→ WHAT IS EXPECTED
Copy out the first line of the listing and every line after it, exactly, until you have copied the line containing "pub const FULL_SUFFIX: &str".

→ INPUT MATERIAL
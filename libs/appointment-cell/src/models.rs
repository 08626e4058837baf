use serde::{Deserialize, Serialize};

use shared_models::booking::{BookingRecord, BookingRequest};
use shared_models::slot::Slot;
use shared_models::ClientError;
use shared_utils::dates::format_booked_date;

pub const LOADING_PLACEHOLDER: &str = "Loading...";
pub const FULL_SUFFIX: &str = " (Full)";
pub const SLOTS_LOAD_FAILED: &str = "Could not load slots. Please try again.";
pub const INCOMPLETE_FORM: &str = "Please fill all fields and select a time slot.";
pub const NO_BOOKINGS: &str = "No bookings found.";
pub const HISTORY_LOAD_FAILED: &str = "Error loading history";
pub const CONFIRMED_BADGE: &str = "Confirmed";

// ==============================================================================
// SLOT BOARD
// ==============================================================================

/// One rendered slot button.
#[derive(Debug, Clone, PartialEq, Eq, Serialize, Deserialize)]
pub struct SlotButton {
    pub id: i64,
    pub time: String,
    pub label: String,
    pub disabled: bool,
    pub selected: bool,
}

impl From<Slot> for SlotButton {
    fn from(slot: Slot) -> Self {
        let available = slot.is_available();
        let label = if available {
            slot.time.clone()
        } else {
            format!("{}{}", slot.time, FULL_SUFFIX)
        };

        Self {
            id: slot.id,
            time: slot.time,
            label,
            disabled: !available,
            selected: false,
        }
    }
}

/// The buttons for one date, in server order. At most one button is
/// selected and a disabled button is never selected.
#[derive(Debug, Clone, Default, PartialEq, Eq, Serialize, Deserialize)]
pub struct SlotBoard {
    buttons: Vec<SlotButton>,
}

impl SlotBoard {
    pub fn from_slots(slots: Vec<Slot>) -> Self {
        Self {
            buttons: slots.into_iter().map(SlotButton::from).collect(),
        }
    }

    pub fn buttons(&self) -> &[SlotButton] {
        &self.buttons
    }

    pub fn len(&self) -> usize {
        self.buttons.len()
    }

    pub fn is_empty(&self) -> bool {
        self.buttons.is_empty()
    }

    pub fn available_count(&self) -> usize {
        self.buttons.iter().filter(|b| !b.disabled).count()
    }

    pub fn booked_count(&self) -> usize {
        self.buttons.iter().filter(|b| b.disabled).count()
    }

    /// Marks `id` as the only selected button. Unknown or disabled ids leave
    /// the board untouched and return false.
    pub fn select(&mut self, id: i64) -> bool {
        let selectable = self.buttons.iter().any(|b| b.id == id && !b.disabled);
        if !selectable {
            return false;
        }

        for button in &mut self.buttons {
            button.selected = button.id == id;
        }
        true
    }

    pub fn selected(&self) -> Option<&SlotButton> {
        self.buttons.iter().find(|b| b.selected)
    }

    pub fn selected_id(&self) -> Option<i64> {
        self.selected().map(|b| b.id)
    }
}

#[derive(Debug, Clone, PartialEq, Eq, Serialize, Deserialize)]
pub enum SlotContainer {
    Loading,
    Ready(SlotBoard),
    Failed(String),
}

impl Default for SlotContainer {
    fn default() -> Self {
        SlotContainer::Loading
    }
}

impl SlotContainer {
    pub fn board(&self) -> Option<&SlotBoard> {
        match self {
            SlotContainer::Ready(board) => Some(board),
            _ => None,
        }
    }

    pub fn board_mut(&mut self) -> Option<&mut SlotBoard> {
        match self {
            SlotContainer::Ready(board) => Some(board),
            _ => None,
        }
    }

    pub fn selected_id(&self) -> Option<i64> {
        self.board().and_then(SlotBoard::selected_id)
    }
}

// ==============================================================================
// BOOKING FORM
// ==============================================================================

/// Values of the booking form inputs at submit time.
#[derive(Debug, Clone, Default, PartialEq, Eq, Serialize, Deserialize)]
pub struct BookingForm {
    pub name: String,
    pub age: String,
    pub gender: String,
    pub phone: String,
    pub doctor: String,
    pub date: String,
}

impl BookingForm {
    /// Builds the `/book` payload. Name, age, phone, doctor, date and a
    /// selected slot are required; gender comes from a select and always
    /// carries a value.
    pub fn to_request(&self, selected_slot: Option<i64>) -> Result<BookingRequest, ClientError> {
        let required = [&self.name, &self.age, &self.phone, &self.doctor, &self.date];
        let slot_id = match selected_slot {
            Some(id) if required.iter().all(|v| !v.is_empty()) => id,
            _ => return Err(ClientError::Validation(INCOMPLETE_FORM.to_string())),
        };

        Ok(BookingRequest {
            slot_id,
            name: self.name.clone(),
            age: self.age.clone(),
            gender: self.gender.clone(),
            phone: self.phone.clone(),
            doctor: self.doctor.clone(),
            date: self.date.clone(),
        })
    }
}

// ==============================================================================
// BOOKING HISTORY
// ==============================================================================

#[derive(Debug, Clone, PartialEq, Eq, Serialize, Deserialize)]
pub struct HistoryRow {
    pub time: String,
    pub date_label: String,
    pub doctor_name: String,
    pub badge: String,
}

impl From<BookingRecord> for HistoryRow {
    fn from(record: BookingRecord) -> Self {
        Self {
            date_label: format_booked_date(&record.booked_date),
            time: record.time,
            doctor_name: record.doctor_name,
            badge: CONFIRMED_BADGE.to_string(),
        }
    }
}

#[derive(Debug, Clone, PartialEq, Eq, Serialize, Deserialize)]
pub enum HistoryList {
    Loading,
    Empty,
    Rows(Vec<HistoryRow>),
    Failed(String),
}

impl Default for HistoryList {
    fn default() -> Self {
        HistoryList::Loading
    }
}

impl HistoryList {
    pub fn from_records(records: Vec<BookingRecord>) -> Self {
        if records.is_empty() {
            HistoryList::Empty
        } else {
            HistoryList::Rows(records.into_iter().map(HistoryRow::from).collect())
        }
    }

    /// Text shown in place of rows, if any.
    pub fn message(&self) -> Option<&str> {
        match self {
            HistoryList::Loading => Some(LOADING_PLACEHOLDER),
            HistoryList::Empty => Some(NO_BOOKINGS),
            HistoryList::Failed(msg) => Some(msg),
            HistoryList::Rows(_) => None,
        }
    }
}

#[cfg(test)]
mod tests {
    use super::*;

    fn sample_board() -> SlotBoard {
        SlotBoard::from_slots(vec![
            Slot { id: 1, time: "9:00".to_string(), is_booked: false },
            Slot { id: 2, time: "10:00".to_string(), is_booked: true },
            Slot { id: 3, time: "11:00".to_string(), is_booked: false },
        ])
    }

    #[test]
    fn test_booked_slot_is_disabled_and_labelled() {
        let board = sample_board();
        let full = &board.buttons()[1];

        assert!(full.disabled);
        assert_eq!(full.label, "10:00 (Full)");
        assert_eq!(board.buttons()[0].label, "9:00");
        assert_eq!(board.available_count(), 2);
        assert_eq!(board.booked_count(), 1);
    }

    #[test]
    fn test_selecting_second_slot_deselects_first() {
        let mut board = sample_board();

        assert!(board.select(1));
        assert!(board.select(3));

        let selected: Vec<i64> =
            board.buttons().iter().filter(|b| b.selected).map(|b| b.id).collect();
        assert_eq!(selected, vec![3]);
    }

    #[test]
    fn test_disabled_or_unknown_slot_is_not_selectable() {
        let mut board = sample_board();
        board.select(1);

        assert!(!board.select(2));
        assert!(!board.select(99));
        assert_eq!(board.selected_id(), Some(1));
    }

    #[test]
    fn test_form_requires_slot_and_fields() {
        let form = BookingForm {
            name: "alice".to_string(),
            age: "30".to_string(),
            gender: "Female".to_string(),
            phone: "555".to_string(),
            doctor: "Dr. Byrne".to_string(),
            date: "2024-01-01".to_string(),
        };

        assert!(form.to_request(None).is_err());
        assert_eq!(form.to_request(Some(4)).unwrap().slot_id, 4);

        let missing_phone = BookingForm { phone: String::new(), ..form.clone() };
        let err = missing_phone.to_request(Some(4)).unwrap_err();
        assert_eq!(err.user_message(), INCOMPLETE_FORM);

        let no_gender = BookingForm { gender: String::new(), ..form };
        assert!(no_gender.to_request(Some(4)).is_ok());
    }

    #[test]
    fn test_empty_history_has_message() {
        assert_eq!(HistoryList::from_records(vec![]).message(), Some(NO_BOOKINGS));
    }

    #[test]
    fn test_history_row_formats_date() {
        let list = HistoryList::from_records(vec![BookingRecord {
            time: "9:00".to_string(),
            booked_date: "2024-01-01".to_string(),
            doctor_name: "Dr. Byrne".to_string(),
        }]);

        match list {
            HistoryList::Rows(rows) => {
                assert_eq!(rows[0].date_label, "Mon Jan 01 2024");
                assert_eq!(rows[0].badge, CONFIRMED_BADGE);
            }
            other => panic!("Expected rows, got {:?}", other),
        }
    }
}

→ TASK RESPONSE
filename libs/appointment-cell/src/models.rs
repository 08626e4058837baf
use serde::{Deserialize, Serialize};

use shared_models::booking::{BookingRecord, BookingRequest};
use shared_models::slot::Slot;
use shared_models::ClientError;
use shared_utils::dates::format_booked_date;

pub const LOADING_PLACEHOLDER: &str = "Loading...";
pub const FULL_SUFFIX: &str = " (Full)";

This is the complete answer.